Dr Alexandre de Mendoza Soler
The European Research Council (ERC) Starting Grants are part of the EU’s Research and Innovation programme, Horizon 2020. This year’s funding will help over 400 early-career scientists and scholars from across Europe to build their own teams and conduct pioneering research across all scientific disciplines.
Dr Alex de Mendoza, a Lecturer at Queen Mary’s School of Biological and Chemical Sciences, has been awarded a starting grant to further his research on gene regulation. Dr de Mendoza said: "I am deeply honoured to have been granted the ERC Starting Grant. This will allow me to start my own group at Queen Mary, to continue to decipher the evolution and function of DNA methylation across eukaryotes through focusing on lesser studied lineages."
The behaviour of genes doesn’t just depend on a gene’s DNA sequence. Proteins that bind to DNA or chemical modficiations, known as epigenetic factors, can also control genes. DNA methylation is a type of epigenetic change, which involves the addition of methyl groups to specific sites on the DNA.
DNA methylation is widely found across eukaryotes - organisms such as plants and animals where DNA in the cell is contained within a compartment known as a nucleus. However, whilst methylation is a common component of eukaryotic DNA, researchers have observed lots of variation in the patterns of methylation across this group of organisms, raising questions about the evolutionary origins of these patterns. The roles of DNA methylation are well characterized in vertebrates, plants and fungi, however our understanding of this process in other eukaryotes is largely underexplored. In this project, Dr Alex de Mendoza plans to use state-of-the-art genomic and experimental techniques with computational analysis to trace the evolutionary history of this biological process.

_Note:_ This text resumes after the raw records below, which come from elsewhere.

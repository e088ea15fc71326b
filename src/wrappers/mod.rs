//! Wrapper actions built on the core contract.
//!
//! ## Contents
//! - [`AbortLinked`] root owning one action and watching another one's abort
//! - [`Pause`] abortable wait that can be cut short or restarted
//! - [`TimeLimited`] deadline around an action
//! - [`Retry`] reruns an action on failure according to a [`RetryPolicy`](crate::RetryPolicy)
//! - [`Finally`] action followed by a cleanup
//! - [`Variable`] swappable slot holding one action
//! - [`Periodic`] repeats an action with an interval
//! - [`Scheduled`] runs an action at a wall-clock time
//! - [`Recurring`] runs an action at times produced by an [`ExecutionTimes`] source
//!
//! Most wrappers are bodies for [`SyncAction`](crate::SyncAction): their factories
//! return `Arc<SyncAction<Wrapper>>`, which dereferences to the wrapper for its own
//! methods (`pause.cut_short()`, `periodic.stop()`, ...).

mod abort_linked;
mod finally;
mod pause;
mod periodic;
mod recurring;
mod retry;
mod scheduled;
mod time_limited;
mod variable;

pub use abort_linked::AbortLinked;
pub use finally::Finally;
pub use pause::Pause;
pub use periodic::{IntervalKind, Periodic, PeriodicConfig};
pub use recurring::{ExecutionTimes, Recurring};
pub use retry::Retry;
pub use scheduled::Scheduled;
pub use time_limited::TimeLimited;
pub use variable::Variable;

Dr de Mendoza, said: “By linking experimental epigenomics to macro-evolutionary comparative genomics, this project will reveal how different functions of DNA methylation assembled throughout evolution. In turn, this evolutionary perspective will allow a better understanding of the regulatory role of this DNA modification and its impact on the composition of genomes across the plant and animal kingdom.”